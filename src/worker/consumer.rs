use crate::message::Payload;
use crate::{Queue, QueueError, Result};
use log::{debug, error, info, warn};
use std::future::Future;
use std::pin::Pin;
use std::sync::{
    Arc,
    atomic::{AtomicUsize, Ordering},
};
use std::time::Duration;
use tokio::sync::{RwLock, Semaphore, broadcast};
use uuid::Uuid;

pub type MessageHandler =
    Box<dyn Fn(Payload) -> Pin<Box<dyn Future<Output = Result<()>> + Send>> + Send + Sync>;

#[derive(Debug, Clone)]
pub struct ConsumerOptions {
    /// Messages handled at the same time
    pub concurrency: usize,
    /// Loops shifting from the queue
    pub num_workers: usize,
    /// Pause after finding the queue empty
    pub poll_interval: Duration,
    /// Return failed messages to the queue instead of dropping them
    pub requeue_failed: bool,
}

impl Default for ConsumerOptions {
    fn default() -> Self {
        Self {
            concurrency: 5,
            num_workers: 1,
            poll_interval: Duration::from_millis(500),
            requeue_failed: true,
        }
    }
}

#[derive(Debug, Clone, PartialEq, Eq)]
pub struct ConsumerMetrics {
    pub active_tasks: usize,
    pub available_slots: usize,
    pub max_concurrency: usize,
    pub processed: usize,
    pub failed: usize,
}

/// Shifts messages from one queue and confirms each with its handler's outcome.
///
/// A message is confirmed `ok` when the handler returns `Ok`. Otherwise it is
/// confirmed negatively and goes back to the queue, or is dropped when
/// `requeue_failed` is off. Messages of a crashed consumer stay pending until
/// a reclaim sweep returns them.
pub struct Consumer {
    queue: Queue,
    handler: Arc<RwLock<Option<MessageHandler>>>,
    task_semaphore: Arc<Semaphore>,
    running: Arc<RwLock<bool>>,
    shutdown_tx: broadcast::Sender<()>,
    worker_id: String,
    active_tasks: Arc<AtomicUsize>,
    processed: Arc<AtomicUsize>,
    failed: Arc<AtomicUsize>,
    options: ConsumerOptions,
}

impl Clone for Consumer {
    fn clone(&self) -> Self {
        Self {
            queue: self.queue.clone(),
            handler: self.handler.clone(),
            task_semaphore: self.task_semaphore.clone(),
            running: self.running.clone(),
            shutdown_tx: self.shutdown_tx.clone(),
            worker_id: self.worker_id.clone(),
            active_tasks: self.active_tasks.clone(),
            processed: self.processed.clone(),
            failed: self.failed.clone(),
            options: self.options.clone(),
        }
    }
}

impl Consumer {
    pub fn new(queue: Queue, options: ConsumerOptions) -> Self {
        let options = ConsumerOptions {
            concurrency: options.concurrency.max(1),
            num_workers: options.num_workers.max(1),
            ..options
        };
        let (shutdown_tx, _) = broadcast::channel(1);

        Self {
            queue,
            handler: Arc::new(RwLock::new(None)),
            task_semaphore: Arc::new(Semaphore::new(options.concurrency)),
            running: Arc::new(RwLock::new(false)),
            shutdown_tx,
            worker_id: Uuid::new_v4().to_string(),
            active_tasks: Arc::new(AtomicUsize::new(0)),
            processed: Arc::new(AtomicUsize::new(0)),
            failed: Arc::new(AtomicUsize::new(0)),
            options,
        }
    }

    pub fn worker_id(&self) -> &str {
        &self.worker_id
    }

    pub fn queue(&self) -> &Queue {
        &self.queue
    }

    /// Handler for I/O-bound work. The payload is deserialized into `T` first.
    pub async fn register_async_handler<F, Fut, T>(&self, handler: F)
    where
        F: Fn(T) -> Fut + Send + Sync + Clone + 'static,
        Fut: Future<Output = Result<()>> + Send + 'static,
        T: for<'de> serde::Deserialize<'de> + Send + 'static,
    {
        let boxed_handler: MessageHandler = Box::new(move |msg: Payload| {
            let handler = handler.clone();

            Box::pin(async move {
                let data: T = serde_json::from_value(serde_json::Value::Object(msg))?;
                handler(data).await
            })
        });

        *self.handler.write().await = Some(boxed_handler);
        info!("Registered async handler for queue: {}", self.queue.name());
    }

    // For heavy CPU tasks that block the thread
    pub async fn register_sync_handler<F, T>(&self, handler: F)
    where
        F: Fn(T) -> Result<()> + Send + Sync + Clone + 'static,
        T: for<'de> serde::Deserialize<'de> + Send + 'static,
    {
        let boxed_handler: MessageHandler = Box::new(move |msg: Payload| {
            let handler = handler.clone();
            Box::pin(async move {
                let data: T = serde_json::from_value(serde_json::Value::Object(msg))?;

                tokio::task::spawn_blocking(move || handler(data))
                    .await
                    .map_err(|e| QueueError::QueueOperationFailed(e.to_string()))?
            })
        });

        *self.handler.write().await = Some(boxed_handler);
        info!("Registered sync handler for queue: {}", self.queue.name());
    }

    /// Runs until [`stop`](Self::stop), then waits for in-flight messages.
    pub async fn start(&self) {
        info!(
            "Starting consumer {} on {} with {} workers",
            self.worker_id,
            self.queue.name(),
            self.options.num_workers
        );

        *self.running.write().await = true;

        let mut worker_handles = Vec::new();
        for worker_id in 0..self.options.num_workers {
            let consumer = self.clone();
            worker_handles.push(tokio::spawn(async move {
                consumer.worker_loop(worker_id).await;
            }));
        }

        futures::future::join_all(worker_handles).await;

        // every permit back means nothing is in flight
        match self
            .task_semaphore
            .acquire_many(self.options.concurrency as u32)
            .await
        {
            Ok(permits) => drop(permits),
            Err(e) => warn!("Consumer {} could not drain: {}", self.worker_id, e),
        }

        info!("All workers stopped for consumer {}", self.worker_id);
    }

    async fn worker_loop(&self, worker_id: usize) {
        debug!("Worker {}-{} started", self.worker_id, worker_id);
        let mut shutdown_rx = self.shutdown_tx.subscribe();

        while *self.running.read().await {
            let permit = tokio::select! {
                permit = self.task_semaphore.clone().acquire_owned() => match permit {
                    Ok(permit) => permit,
                    Err(_) => {
                        warn!("Worker {}-{} semaphore closed", self.worker_id, worker_id);
                        break;
                    }
                },
                _ = shutdown_rx.recv() => break,
            };

            let pause = match self.queue.shift().await {
                Ok(Some(msg)) => {
                    self.active_tasks.fetch_add(1, Ordering::SeqCst);

                    let consumer = self.clone();
                    tokio::spawn(async move {
                        consumer.process_message(msg).await;
                        consumer.active_tasks.fetch_sub(1, Ordering::SeqCst);
                        drop(permit);
                    });
                    continue;
                }
                Ok(None) => self.options.poll_interval,
                Err(e) => {
                    error!(
                        "Worker {}-{} failed to shift from {}: {}",
                        self.worker_id,
                        worker_id,
                        self.queue.name(),
                        e
                    );
                    Duration::from_secs(1)
                }
            };
            drop(permit);

            tokio::select! {
                _ = tokio::time::sleep(pause) => {}
                _ = shutdown_rx.recv() => break,
            }
        }

        debug!("Worker {}-{} stopped", self.worker_id, worker_id);
    }

    async fn process_message(&self, msg: Payload) {
        let outcome = {
            let handler = self.handler.read().await;
            match handler.as_ref() {
                Some(handler) => handler(msg.clone()).await,
                None => Err(QueueError::QueueOperationFailed(format!(
                    "no handler registered for queue {}",
                    self.queue.name()
                ))),
            }
        };

        let ok = match outcome {
            Ok(()) => {
                self.processed.fetch_add(1, Ordering::SeqCst);
                true
            }
            Err(e) => {
                self.failed.fetch_add(1, Ordering::SeqCst);
                warn!("Message on {} failed: {}", self.queue.name(), e);
                !self.options.requeue_failed
            }
        };

        if let Err(e) = self.queue.confirm(ok, &msg).await {
            error!("Failed to confirm message on {}: {}", self.queue.name(), e);
        }
    }

    pub async fn stop(&self) {
        *self.running.write().await = false;
        let _ = self.shutdown_tx.send(());
        info!("Consumer {} stopped", self.worker_id);
    }

    pub async fn is_running(&self) -> bool {
        *self.running.read().await
    }

    pub fn metrics(&self) -> ConsumerMetrics {
        let active = self.active_tasks.load(Ordering::SeqCst);
        ConsumerMetrics {
            active_tasks: active,
            available_slots: self.options.concurrency.saturating_sub(active),
            max_concurrency: self.options.concurrency,
            processed: self.processed.load(Ordering::SeqCst),
            failed: self.failed.load(Ordering::SeqCst),
        }
    }
}

#[cfg(test)]
mod tests {
    use super::*;
    use crate::storage::MemoryStore;
    use crate::{QueueManager, QueueOptions};
    use serde::Deserialize;
    use serde_json::json;
    use std::sync::Mutex;

    #[derive(Debug, Deserialize)]
    struct Email {
        to: String,
    }

    fn payload(value: serde_json::Value) -> Payload {
        match value {
            serde_json::Value::Object(map) => map,
            _ => panic!("not an object"),
        }
    }

    async fn queue_with(messages: &[serde_json::Value]) -> Queue {
        let manager = QueueManager::new(Arc::new(MemoryStore::new()));
        let queue = manager.new_queue(QueueOptions::new("mail")).await.unwrap();
        for msg in messages {
            queue.push(payload(msg.clone()), 0).await.unwrap();
        }
        queue
    }

    async fn wait_for(consumer: &Consumer, done: impl Fn(&ConsumerMetrics) -> bool) {
        for _ in 0..200 {
            if done(&consumer.metrics()) {
                return;
            }
            tokio::time::sleep(Duration::from_millis(10)).await;
        }
        panic!("consumer did not finish: {:?}", consumer.metrics());
    }

    fn options() -> ConsumerOptions {
        ConsumerOptions {
            concurrency: 2,
            num_workers: 2,
            poll_interval: Duration::from_millis(10),
            requeue_failed: true,
        }
    }

    #[tokio::test]
    async fn processes_and_confirms() {
        let queue = queue_with(&[
            json!({"to": "a@example.com"}),
            json!({"to": "b@example.com"}),
            json!({"to": "c@example.com"}),
        ])
        .await;

        let seen = Arc::new(Mutex::new(Vec::new()));
        let consumer = Consumer::new(queue.clone(), options());
        let sink = seen.clone();
        consumer
            .register_async_handler(move |email: Email| {
                let sink = sink.clone();
                async move {
                    sink.lock().unwrap().push(email.to);
                    Ok(())
                }
            })
            .await;

        let runner = consumer.clone();
        let handle = tokio::spawn(async move { runner.start().await });

        wait_for(&consumer, |m| m.processed == 3).await;
        consumer.stop().await;
        handle.await.unwrap();

        let mut seen = seen.lock().unwrap().clone();
        seen.sort();
        assert_eq!(seen, vec!["a@example.com", "b@example.com", "c@example.com"]);
        assert_eq!(queue.len().await.unwrap(), 0);
        assert_eq!(queue.pending_len().await.unwrap(), 0);
        assert!(!consumer.is_running().await);
    }

    #[tokio::test]
    async fn failed_messages_are_dropped_when_asked() {
        let queue = queue_with(&[json!({"to": "x"}), json!({"wrong": "shape"})]).await;

        let consumer = Consumer::new(
            queue.clone(),
            ConsumerOptions {
                requeue_failed: false,
                ..options()
            },
        );
        consumer
            .register_sync_handler(|email: Email| {
                if email.to.is_empty() {
                    return Err(QueueError::QueueMessageEmpty);
                }
                Ok(())
            })
            .await;

        let runner = consumer.clone();
        let handle = tokio::spawn(async move { runner.start().await });

        wait_for(&consumer, |m| m.processed + m.failed == 2).await;
        consumer.stop().await;
        handle.await.unwrap();

        let metrics = consumer.metrics();
        assert_eq!(metrics.processed, 1);
        assert_eq!(metrics.failed, 1);
        assert_eq!(metrics.active_tasks, 0);
        assert_eq!(queue.len().await.unwrap(), 0);
        assert_eq!(queue.pending_len().await.unwrap(), 0);
    }

    #[tokio::test]
    async fn failed_messages_go_back_to_the_queue() {
        let queue = queue_with(&[json!({"to": "retry@example.com"})]).await;

        let consumer = Consumer::new(queue.clone(), options());
        consumer
            .register_async_handler(|_: Email| async {
                Err(QueueError::QueueOperationFailed("smtp down".to_string()))
            })
            .await;

        let runner = consumer.clone();
        let handle = tokio::spawn(async move { runner.start().await });

        wait_for(&consumer, |m| m.failed >= 1).await;
        consumer.stop().await;
        handle.await.unwrap();

        assert_eq!(consumer.metrics().processed, 0);
        assert_eq!(queue.len().await.unwrap(), 1);
        assert_eq!(queue.pending_len().await.unwrap(), 0);
    }
}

##########

Among the lines above, find the one with "#[derive(Debug, Clone)]" and the one with "of dropping them". Quote both and everything between them, exactly.

### Solution to the problem
#[derive(Debug, Clone)]
pub struct ConsumerOptions {
    /// Messages handled at the same time
    pub concurrency: usize,
    /// Loops shifting from the queue
    pub num_workers: usize,
    /// Pause after finding the queue empty
    pub poll_interval: Duration,
    /// Return failed messages to the queue instead of dropping them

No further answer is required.